Huang Robert J, Banerjee Subhas, Friedland Shai, Ladabaum Uri
Division of Gastroenterology and Hepatology, Stanford University, Stanford, California, United States.
The Veterans Affairs Palo Alto Health Care System, Palo Alto, California, United States.
Endosc Int Open. 2020 Oct;8(10):E1495-E1501. doi: 10.1055/a-1242-9958. Epub 2020 Oct 7.

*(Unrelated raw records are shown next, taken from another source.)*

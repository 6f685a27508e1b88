use std::{f32::consts::PI, fmt, sync::Arc};

use realfft::{num_complex::Complex32, RealFftPlanner, RealToComplex};

use crate::{
    host::{ContextState, ProcessingContext},
    AudioConfig, AudioGraphHandle, Result,
};

/// Per-bin energy of one analyser read, 0 to 255, lowest frequency first.
///
/// Samples are produced fresh every tick and dropped after the beat
/// detector has looked at them.
#[derive(Debug, Clone, Default, PartialEq, Eq)]
pub struct FrequencySample {
    bins: Vec<u8>,
}

impl FrequencySample {
    /// The sample reported while the graph is not ready.
    pub fn empty() -> Self {
        Self::default()
    }

    pub fn is_empty(&self) -> bool {
        self.bins.is_empty()
    }

    pub fn len(&self) -> usize {
        self.bins.len()
    }

    pub fn bins(&self) -> &[u8] {
        &self.bins
    }

    /// Lowest `1 / divisor` of the bins.
    pub fn bass_band(&self, divisor: usize) -> &[u8] {
        &self.bins[..self.bins.len() / divisor.max(1)]
    }
}

impl From<Vec<u8>> for FrequencySample {
    fn from(bins: Vec<u8>) -> Self {
        Self { bins }
    }
}

/// Parameters of an analyser node. Fixed once the node exists.
#[derive(Debug, Clone, PartialEq)]
pub struct AnalyserOptions {
    pub fft_size: usize,
    pub smoothing: f32,
    pub min_decibels: f32,
    pub max_decibels: f32,
}

impl AnalyserOptions {
    pub fn bin_count(&self) -> usize {
        self.fft_size / 2
    }
}

impl Default for AnalyserOptions {
    fn default() -> Self {
        Self::from(&AudioConfig::default())
    }
}

impl From<&AudioConfig> for AnalyserOptions {
    fn from(config: &AudioConfig) -> Self {
        Self {
            fft_size: config.fft_size,
            smoothing: config.smoothing,
            min_decibels: config.min_decibels,
            max_decibels: config.max_decibels,
        }
    }
}

/// Pulls one [`FrequencySample`] per call from the analyser of a graph.
///
/// The sampler never holds on to the graph; callers lend it for the duration
/// of a single read.
#[derive(Debug, Clone)]
pub struct FrequencySampler {
    bin_count: usize,
}

impl FrequencySampler {
    pub fn new(bin_count: usize) -> Self {
        Self { bin_count }
    }

    pub fn bin_count(&self) -> usize {
        self.bin_count
    }

    /// Reads the analyser of `graph`. A missing graph, a context that is not
    /// running, or a host read failure all yield an empty sample so the
    /// caller can simply retry on the next frame.
    pub fn sample<C: ProcessingContext>(
        &self,
        graph: Option<&mut AudioGraphHandle<C>>,
    ) -> FrequencySample {
        let Some(graph) = graph else {
            return FrequencySample::empty();
        };

        if graph.context.state() != ContextState::Running {
            return FrequencySample::empty();
        }

        let mut bins = vec![0; self.bin_count];
        match graph.context.byte_frequency_data(graph.analyser, &mut bins) {
            Ok(()) => FrequencySample::from(bins),
            Err(err) => {
                tracing::debug!(%err, "analyser not ready, reporting an empty sample");
                FrequencySample::empty()
            }
        }
    }
}

/// Frequency analyser with Web Audio conventions: Blackman window,
/// magnitudes averaged over time, decibels mapped linearly onto bytes.
pub struct AnalyserNode {
    options: AnalyserOptions,
    plan: Arc<dyn RealToComplex<f32>>,
    input: Vec<f32>,
    spectrum: Vec<Complex32>,
    scratch: Vec<Complex32>,
    window: Vec<f32>,
    smoothed: Vec<f32>,
}

impl AnalyserNode {
    pub fn new(options: AnalyserOptions) -> Self {
        let size = options.fft_size;
        let plan = RealFftPlanner::<f32>::new().plan_fft_forward(size);
        let input = plan.make_input_vec();
        let spectrum = plan.make_output_vec();
        let scratch = plan.make_scratch_vec();
        let window = (0..size).map(|index| blackman_value(index, size)).collect();

        Self {
            smoothed: vec![0.0; options.bin_count()],
            options,
            plan,
            input,
            spectrum,
            scratch,
            window,
        }
    }

    pub fn options(&self) -> &AnalyserOptions {
        &self.options
    }

    /// Analyses the most recent `fft_size` values of `time_domain` and
    /// writes one byte per bin into `out`. Shorter input is treated as
    /// preceded by silence; bytes past the bin count are zeroed.
    pub fn process(&mut self, time_domain: &[f32], out: &mut [u8]) -> Result<()> {
        let size = self.options.fft_size;
        let recent = &time_domain[time_domain.len().saturating_sub(size)..];
        let offset = size - recent.len();

        self.input.fill(0.0);
        for (index, value) in recent.iter().enumerate() {
            let slot = offset + index;
            self.input[slot] = value * self.window[slot];
        }

        self.plan
            .process_with_scratch(&mut self.input, &mut self.spectrum, &mut self.scratch)?;

        let scale = 1.0 / size as f32;
        let smoothing = self.options.smoothing;
        for (smoothed, bin) in self.smoothed.iter_mut().zip(&self.spectrum) {
            let next = smoothing * *smoothed + (1.0 - smoothing) * bin.norm() * scale;
            *smoothed = if next.is_finite() { next } else { 0.0 };
        }

        out.fill(0);
        let min = self.options.min_decibels;
        let range = self.options.max_decibels - min;
        for (byte, magnitude) in out.iter_mut().zip(&self.smoothed) {
            *byte = magnitude_to_byte(*magnitude, min, range);
        }
        Ok(())
    }
}

impl fmt::Debug for AnalyserNode {
    fn fmt(&self, f: &mut fmt::Formatter<'_>) -> fmt::Result {
        f.debug_struct("AnalyserNode")
            .field("options", &self.options)
            .finish()
    }
}

fn magnitude_to_byte(magnitude: f32, min_decibels: f32, range: f32) -> u8 {
    if magnitude <= 0.0 {
        return 0;
    }

    let decibels = 20.0 * magnitude.log10();
    let scaled = 255.0 / range * (decibels - min_decibels);
    scaled.clamp(0.0, 255.0) as u8
}

fn blackman_value(index: usize, len: usize) -> f32 {
    let phase = 2.0 * PI * index as f32 / len as f32;
    0.42 - 0.5 * phase.cos() + 0.08 * (2.0 * phase).cos()
}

Patients with cirrhosis demonstrate alterations in physiology, hemodynamics, and immunity which may increase procedural risk. There exist sparse data regarding the safety of performing ambulatory colonoscopy in patients with cirrhosis. From a population-based sample of three North American states (California, Florida, and New York), we collected data on 3,590 patients with cirrhosis who underwent ambulatory colonoscopy from 2009 to 2014. We created a control cohort propensity score-matched for cirrhotic severity who did not undergo colonoscopy (N = 3,590) in order to calculate the attributable risk for adverse events. The primary endpoint was the rate of unplanned hospital encounters (UHEs) within 14 days of colonoscopy (or from a synthetic index date for the control cohort). Predictors for UHE were assessed in multivariable regression. The attributable risk for any UHE following colonoscopy was 3.1 % (confidence interval [CI] 2.1-4.1 %, < 0.001). There was increased risk for infection (0.9 %, CI 0.7-1.1 %), spontaneous bacterial peritonitis (0.1 %, CI 0.0-0.3 %), decompensation of ascites (0.3 %, CI 0.2-0.4 %), and cardiovascular event (0.4 %, CI 0.3-0.5 %). There was no increased attributable risk for gastrointestinal bleeding, perforation, or development of the hepatorenal syndrome. The presence of ascites at time of procedure was the only predictor for UHE in the fully-adjusted model (OR 2.6, CI 1.9-3.5, < 0.001). There is a moderate though detectable increase in risk for adverse event following ambulatory colonoscopy in patients with cirrhosis. The presence of ascites in particular portends higher risk. These data may guide clinicians when counseling patients with cirrhosis on the choice of colorectal cancer screening modality.
肝硬化患者在生理、血流动力学和免疫方面存在改变,这可能会增加手术风险。关于为肝硬化患者进行门诊结肠镜检查的安全性,现有数据稀少。我们从北美三个州(加利福尼亚州、佛罗里达州和纽约州)的人群样本中,收集了2009年至2014年接受门诊结肠镜检查的3590例肝硬化患者的数据。我们创建了一个未接受结肠镜检查的、根据肝硬化严重程度进行倾向评分匹配的对照队列(N = 3590),以计算不良事件的归因风险。主要终点是结肠镜检查后14天内(或对照队列的综合指数日期)的非计划性住院次数(UHE)。在多变量回归中评估了UHE的预测因素。结肠镜检查后任何UHE的归因风险为3.1%(置信区间[CI] 2.1 - 4.1%,P < 0.001)。感染风险增加(0.9%,CI 0.7 - 1.1%)、自发性细菌性腹膜炎(0.1%,CI 0.0 - 0.3%)、腹水失代偿(0.3%,CI 0.2 - 0.4%)和心血管事件(0.4%,CI 0.3 - 0.5%)。胃肠道出血、穿孔或肝肾综合征发生的归因风险没有增加。在完全调整模型中,手术时腹水的存在是UHE的唯一预测因素(OR 2.6,CI 1.9 - 3.5,P < 0.001)。肝硬化患者门诊结肠镜检查后不良事件风险虽有适度但可检测到的增加。特别是腹水的存在预示着更高的风险。这些数据可为临床医生在为肝硬化患者提供关于结直肠癌筛查方式选择的咨询时提供指导。